Class I PI3Ks are dual‐specificity lipid and protein kinases controlling cell growth, proliferation, survival, adhesion and motility. They include class IA (PI3Kα, PI3Kβ and PI3Kδ) and class IB (PI3Kγ). In this study, we examined the role of PI3Kγ in the development of cutaneous leishmaniasis caused by L. mexicana using a PI3Kγ‐specific inhibitor (PI3Kγ inh ) as well as PI3Kγ −/‐ mice. We found that daily treatment of L. mexicana‐ infected C57BL/6 mice with the PI3Kγ inh inhibited lesion growth and reduced parasite burdens without significant changes in host T cell responses. PI3Kγ inh reduced the early adherence of L. mexicana to BMDMs and inhibited uptake in both macrophages and neutrophils in vitro, indicating that PI3Kγ is critical for L. mexicana to enter these cells. PI3Kγ −/‐ mice were resistant to L mexicana infection , developing smaller lesions with fewer parasites than WT mice. PI3Kγ −/‐ had fewer macrophages and neutrophils within the lesions.

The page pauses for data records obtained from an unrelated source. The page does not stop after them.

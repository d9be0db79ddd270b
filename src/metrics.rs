use axum::{routing::get, Router};
use metrics::counter;
use metrics_exporter_prometheus::{PrometheusBuilder, PrometheusHandle};

pub struct Metrics {
    pub handle: PrometheusHandle,
}

impl Metrics {
    /// Install the global Prometheus recorder. Call once per process.
    pub fn init() -> anyhow::Result<Self> {
        let handle = PrometheusBuilder::new().install_recorder()?;
        Ok(Self { handle })
    }

    /// Returns a router exposing `/metrics` with the Prometheus exposition format.
    pub fn router(&self) -> Router {
        let handle = self.handle.clone();
        Router::new().route(
            "/metrics",
            get(move || {
                let h = handle.clone();
                async move { h.render() }
            }),
        )
    }
}

// Recording helpers. Without an installed recorder these are no-ops (tests).

pub fn record_request(route: &'static str) {
    counter!("slack_requests_total", "route" => route).increment(1);
}

pub fn record_signature_failure() {
    counter!("signature_failures_total").increment(1);
}

pub fn record_summary(outcome: &'static str) {
    counter!("summaries_total", "outcome" => outcome).increment(1);
}

pub fn record_rewrite_fallback() {
    counter!("rewrite_fallbacks_total").increment(1);
}

pub fn record_platform_error(method: &'static str) {
    counter!("platform_api_errors_total", "method" => method).increment(1);
}
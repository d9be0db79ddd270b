// tests/common/mod.rs
//
// Shared fakes for integration tests: an in-memory Slack, canned rewriters,
// and a request signer that produces valid `v0` signatures.
#![allow(dead_code)]

use std::sync::atomic::{AtomicUsize, Ordering};
use std::sync::Arc;
use std::time::Duration;

use async_trait::async_trait;
use parking_lot::Mutex;

use review_doctor::rewrite::{RewriteError, Rewriter};
use review_doctor::slack::signature::compute_signature;
use review_doctor::slack::{PinnedMessage, SlackApi, SlackApiError};
use review_doctor::AppState;

pub const SIGNING_SECRET: &str = "test-signing-secret";
pub const BOT_USER_ID: &str = "UBOT";

pub fn pin(text: &str, user: &str, ts: &str) -> PinnedMessage {
    PinnedMessage {
        text: text.to_string(),
        user: Some(user.to_string()),
        ts: ts.to_string(),
        permalink: format!("https://example.slack.com/archives/C1/p{}", ts.replace('.', "")),
    }
}

/// In-memory Slack: serves configured pins, records every post.
#[derive(Default)]
pub struct FakeSlack {
    pins: Mutex<Vec<PinnedMessage>>,
    fail_pins: Mutex<Option<String>>,
    posts: Mutex<Vec<(String, String)>>,
}

impl FakeSlack {
    pub fn with_pins(pins: Vec<PinnedMessage>) -> Arc<Self> {
        let fake = Self::default();
        *fake.pins.lock() = pins;
        Arc::new(fake)
    }

    pub fn failing(code: &str) -> Arc<Self> {
        let fake = Self::default();
        *fake.fail_pins.lock() = Some(code.to_string());
        Arc::new(fake)
    }

    pub fn posts(&self) -> Vec<(String, String)> {
        self.posts.lock().clone()
    }

    /// Background tasks post after the HTTP ack; poll until something lands.
    pub async fn wait_for_posts(&self, n: usize) -> Vec<(String, String)> {
        let deadline = tokio::time::Instant::now() + Duration::from_secs(2);
        loop {
            let posts = self.posts();
            if posts.len() >= n || tokio::time::Instant::now() >= deadline {
                return posts;
            }
            tokio::time::sleep(Duration::from_millis(10)).await;
        }
    }
}

#[async_trait]
impl SlackApi for FakeSlack {
    async fn pinned_messages(&self, _channel: &str) -> Result<Vec<PinnedMessage>, SlackApiError> {
        if let Some(code) = self.fail_pins.lock().clone() {
            return Err(SlackApiError::Api {
                method: "pins.list",
                code,
            });
        }
        Ok(self.pins.lock().clone())
    }

    async fn post_message(&self, channel: &str, text: &str) -> Result<(), SlackApiError> {
        self.posts.lock().push((channel.to_string(), text.to_string()));
        Ok(())
    }

    async fn bot_user_id(&self) -> Result<String, SlackApiError> {
        Ok(BOT_USER_ID.to_string())
    }
}

/// Returns a fixed reply and counts calls.
pub struct CannedRewriter {
    reply: Result<String, ()>,
    calls: AtomicUsize,
}

impl CannedRewriter {
    pub fn ok(reply: &str) -> Arc<Self> {
        Arc::new(Self {
            reply: Ok(reply.to_string()),
            calls: AtomicUsize::new(0),
        })
    }

    pub fn failing() -> Arc<Self> {
        Arc::new(Self {
            reply: Err(()),
            calls: AtomicUsize::new(0),
        })
    }

    pub fn calls(&self) -> usize {
        self.calls.load(Ordering::SeqCst)
    }
}

#[async_trait]
impl Rewriter for CannedRewriter {
    async fn rewrite(&self, _summary: &str) -> Result<String, RewriteError> {
        self.calls.fetch_add(1, Ordering::SeqCst);
        match &self.reply {
            Ok(text) => Ok(text.clone()),
            Err(()) => Err(RewriteError::Status(500)),
        }
    }

    fn provider_name(&self) -> &'static str {
        "canned"
    }
}

pub fn state(slack: Arc<FakeSlack>, rewriter: Arc<CannedRewriter>) -> AppState {
    AppState::new(slack, rewriter, SIGNING_SECRET, BOT_USER_ID, 300)
}

pub fn now_ts() -> String {
    chrono::Utc::now().timestamp().to_string()
}

/// (timestamp, signature) headers for `body` signed with the test secret.
pub fn sign(body: &str) -> (String, String) {
    let ts = now_ts();
    let sig = compute_signature(&ts, body.as_bytes(), SIGNING_SECRET.as_bytes());
    (ts, sig)
}
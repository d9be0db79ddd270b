//! Review-request pipeline: extract → rank → format. Pure, no I/O.

pub mod extract;
pub mod format;
pub mod rank;

pub use extract::{
    collect_requests, extract_pr, extract_target, is_eligible, is_high_priority, ReviewRequest,
};
pub use format::{format_summary, normalize_links, NO_REQUESTS_MESSAGE};
pub use rank::{compare, rank};
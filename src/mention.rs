// src/mention.rs
//! `app_mention` handling: echo the message back, shouted.

/// Remove `<@BOT_ID>`, trim, upper-case.
pub fn echo_reply(text: &str, bot_user_id: &str) -> String {
    let mention = format!("<@{bot_user_id}>");
    text.replace(&mention, "").trim().to_uppercase()
}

Parasite uptake was also reduced in PI3Kγ −/‐ BMDMs. These data show that PI3Kγ mediates susceptibility to L. mexicana by 1) promoting the migration of neutrophils and macrophages to the lesion and 2) by facilitating entry of the parasite into these cells, which is critical for parasite survival. These data suggest that PI3Kγ is a therapeutic target for treatment of cutaneous L. mexicana infection.